**ASSIGNMENT:** In the records below, find the line containing "pub const INVALID_TICK_SPACING: &'static"; give it again exactly, along with every line that follows, and nothing else.

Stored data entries
◇ ◇ ◇ ◇

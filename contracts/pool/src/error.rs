// Pool abort messages
//
// The pool panics with named messages; the host call rolls back atomically.

pub struct ErrorMsg;

impl ErrorMsg {
    // Initialization
    pub const ALREADY_INITIALIZED: &'static str = "pool already initialized";
    pub const NOT_INITIALIZED: &'static str = "pool not initialized";
    pub const INVALID_TOKEN_PAIR: &'static str = "token addresses must be different";
    pub const INVALID_FEE: &'static str = "invalid fee";
    pub const INVALID_PROTOCOL_FEE: &'static str = "protocol fee share exceeds maximum";
    pub const INVALID_TICK_SPACING: &'static str = "tick spacing must be positive";
    pub const INVALID_INITIAL_PRICE: &'static str = "initial sqrt price out of range";

    // Liquidity
    pub const INVALID_TICK_RANGE: &'static str = "lower tick must be less than upper tick";
    pub const INVALID_LIQUIDITY_AMOUNT: &'static str = "liquidity delta must be positive";
    pub const LIQUIDITY_TOO_LOW: &'static str = "liquidity below minimum";
    pub const INSUFFICIENT_LIQUIDITY: &'static str = "insufficient position liquidity";
    pub const POSITION_NOT_FOUND: &'static str = "position not found";

    // Swap
    pub const INVALID_AMOUNT: &'static str = "amount_in must be positive";
    pub const EXACT_OUTPUT_UNSUPPORTED: &'static str = "exact output swaps not supported";
    pub const INVALID_PRICE_LIMIT: &'static str = "price limit inconsistent with swap direction";
    pub const SLIPPAGE_EXCEEDED: &'static str = "slippage exceeded";
    pub const INSUFFICIENT_POOL_LIQUIDITY: &'static str = "insufficient pool liquidity";
}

◇ ◇ ◇ ◇

**SOLUTION:**
    pub const INVALID_TICK_SPACING: &'static str = "tick spacing must be positive";
    pub const INVALID_INITIAL_PRICE: &'static str = "initial sqrt price out of range";

    // Liquidity
    pub const INVALID_TICK_RANGE: &'static str = "lower tick must be less than upper tick";
    pub const INVALID_LIQUIDITY_AMOUNT: &'static str = "liquidity delta must be positive";
    pub const LIQUIDITY_TOO_LOW: &'static str = "liquidity below minimum";
    pub const INSUFFICIENT_LIQUIDITY: &'static str = "insufficient position liquidity";
    pub const POSITION_NOT_FOUND: &'static str = "position not found";

    // Swap
    pub const INVALID_AMOUNT: &'static str = "amount_in must be positive";
    pub const EXACT_OUTPUT_UNSUPPORTED: &'static str = "exact output swaps not supported";
    pub const INVALID_PRICE_LIMIT: &'static str = "price limit inconsistent with swap direction";
    pub const SLIPPAGE_EXCEEDED: &'static str = "slippage exceeded";
    pub const INSUFFICIENT_POOL_LIQUIDITY: &'static str = "insufficient pool liquidity";
}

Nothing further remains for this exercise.